City Council voted for a reboot of an Austin Police Department data collection program while leaving city voters with the final say on new policy proposals regarding police oversight and officer disciplinary records.

The updates came from council's consideration of a citizen petition supporting the Austin Police Oversight Act, which proposed changes to the authority and operations of the city's Office of Police Oversight and officer complaint process. Officials also reached a final decision on the return of APD's automated licence plate reader, or ALPR, program following discussions that stretched on through the summer.

Oversight update voted down, election to come

Following a citizen-initiated petition process that brought the proposal to council, officials voted 7-4 against codifying the Austin Police Oversight Act and instead ordered the measure to be added to the city's May 6, 2023 election ballot. Council members Natasha Harper-Madison, Ann Kitchen, Vanessa Fuentes and Paige Ellis were in favor of codifying the changes Sept. 15.

The oversight act was promoted by the political group Equity Action, which gathered more than 32,000 signatures for its petition in favor of the measure. Given that the city's validation of that petition was not completed until Sept. 7, weeks after this November's election filing deadline, council was faced with the choice of either passing the act or letting city voters take on the issue next spring.

Equity Action and police reform advocates had pushed in recent weeks for council to approve the ordinance, in part given the timing surrounding the city's contract negotiations with the Austin Police Association. Waiting for residents to potentially pass the act in spring 2023 could keep the measure's contents out of the next police labor agreement, they said, meaning the changes may not be implemented until that contract expires several years down the line.

Activists gathered at City Hall ahead of council's votes on the policing items. (Ben Thompson/Community Impact Newspaper)

“We know that we have a serious issue with real harm caused by Austin police not being held to account. We know that our oversight and accountability and transparency systems are lacking," Equity Action President Chris Harris said at a rally ahead of council's vote. "We’ve put together this ordinance to set an accountability and oversight system in place that will be consistent, and very, very importantly, cannot be weakened or taken away by the future police contracts."

A majority of council said they agreed with the overall thrust of the act. However, many said they were worried about the legality of the policy as well as the Texas Legislature's potential response if it were passed only by city officials. Several members also said enacting the ordinance through a citywide vote would leave Austin on stronger footing than by taking it on themselves.

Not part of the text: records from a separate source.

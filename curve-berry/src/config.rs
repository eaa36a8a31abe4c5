//! 运行参数.
//!
//! 所有字段都有默认值 (见 [`crate::consts`]), 配置文件只需写出要覆盖的字段:
//!
//! ```toml
//! selection = "prefer_closed"
//!
//! [hist]
//! level = 55.0
//!
//! [mri_label]
//! radius = 7
//! ```

use crate::contour::{HistParams, MriLabelParams, MriSingleParams, Selection};

cfg_if::cfg_if! {
    if #[cfg(feature = "serde")] {
        use std::fs;
        use std::path::Path;

        use crate::Result;
    }
}

/// 一次运行用到的全部参数.
#[derive(Copy, Clone, Debug, Default, PartialEq)]
#[cfg_attr(feature = "serde", derive(serde::Deserialize, serde::Serialize))]
#[cfg_attr(feature = "serde", serde(default, deny_unknown_fields))]
pub struct CurveMetricConfig {
    /// 代表轮廓选取策略.
    pub selection: Selection,

    /// 组织学切片参数.
    pub hist: HistParams,

    /// MRI 单组织模式参数.
    pub mri_single: MriSingleParams,

    /// MRI 带标签模式参数.
    pub mri_label: MriLabelParams,
}

#[cfg(feature = "serde")]
impl CurveMetricConfig {
    /// 从 TOML 文本解析.
    pub fn from_toml_str(s: &str) -> Result<Self> {
        Ok(toml::from_str(s)?)
    }

    /// 从 TOML 文件读取.
    pub fn load<P: AsRef<Path>>(path: P) -> Result<Self> {
        let path = path.as_ref();
        let text = fs::read_to_string(path)?;
        let cfg = Self::from_toml_str(&text)?;
        log::debug!("configuration loaded from {}: {cfg:?}", path.display());
        Ok(cfg)
    }
}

“The policy I completely support. I think it’s the political strategy moving forward of not just, ‘How do we pass this?’ Because we’ve passed things before only to see them undone," District 4 Council Member Chito Vela said. "The question is, ‘How do we pass things and make them endure in a situation where we are frequently locking horns with the state government over the policies that we try to implement in Austin?’”

Council also approved an accompanying measure to ensure current police pay and benefits remain in place through the May election if labor negotiations extend into next year.

Data collection returns

Council also approved an amended version of District 6 Council Member Mackenzie Kelly's resolution to once again fund APD's ALPR program. The move, which Vela, Harper-Madison, Fuentes and Mayor Steve Adler voted against, will dedicate $114,775 toward the ALPR program.

Kelly has said she pushed to reactivate the program given Austin police’s need for a crime-fighting tool that could help solve cases ranging from kidnappings to auto thefts. Several local, state and national law enforcement groups including APD and its union supported putting ALPRs back in use.

ALPRs proved to be a divisive issue that brought dozens of residents to City Hall this month and split members of council over the best path forward on the proposal. Vela led opposition on the dais given his reservations about the mass surveillance program’s effects on Austinites’ privacy and civil liberties, and the security of license plate data.

Several police vehicles are equipped with license plate reader technology. (Courtesy Austin Police Department)

Commentary from the many community members and organizations who turned out to speak on the issue in recent weeks has largely followed issues raised by Kelly and Vela. Residents in favor of seeing the ALPRs return cited public safety worries and providing APD with appropriate resources as reasons to once again grant police with the data tool. Supporters also pointed to the presence of privately operated cameras and location-tracking devices that are already commonplace throughout the city and state.

Those against the concept said they opposed an expansion of mass surveillance and police powers in the city. Concerns also centered on the potential that the program could end up disproportionately affecting minority and immigrant residents, as well as those seeking reproductive health care.

The final version of Kelly's resolution passed with a range of amendments from Vela covering guidelines for APD’s data-sharing with other law enforcement agencies, the types of investigations that might involve ALPRs, data security practices and a program audit.

While both members said they appreciated a collaboration that strengthened the item overall, a final sticking point ended up being the length of time that APD can keep license plate data on hand. Vela's ask for a 3-minute retention timeframe narrowly failed 5-6 and the resolution passed with a 30-day limit.

Police ALPRs will now return as a one-year pilot program subject to council review and possible renewal in fiscal year 2023-24. APD Chief Joseph Chacon also said the department will provide public briefings on the initiative over the coming months, and the program will be audited before it is potentially continued.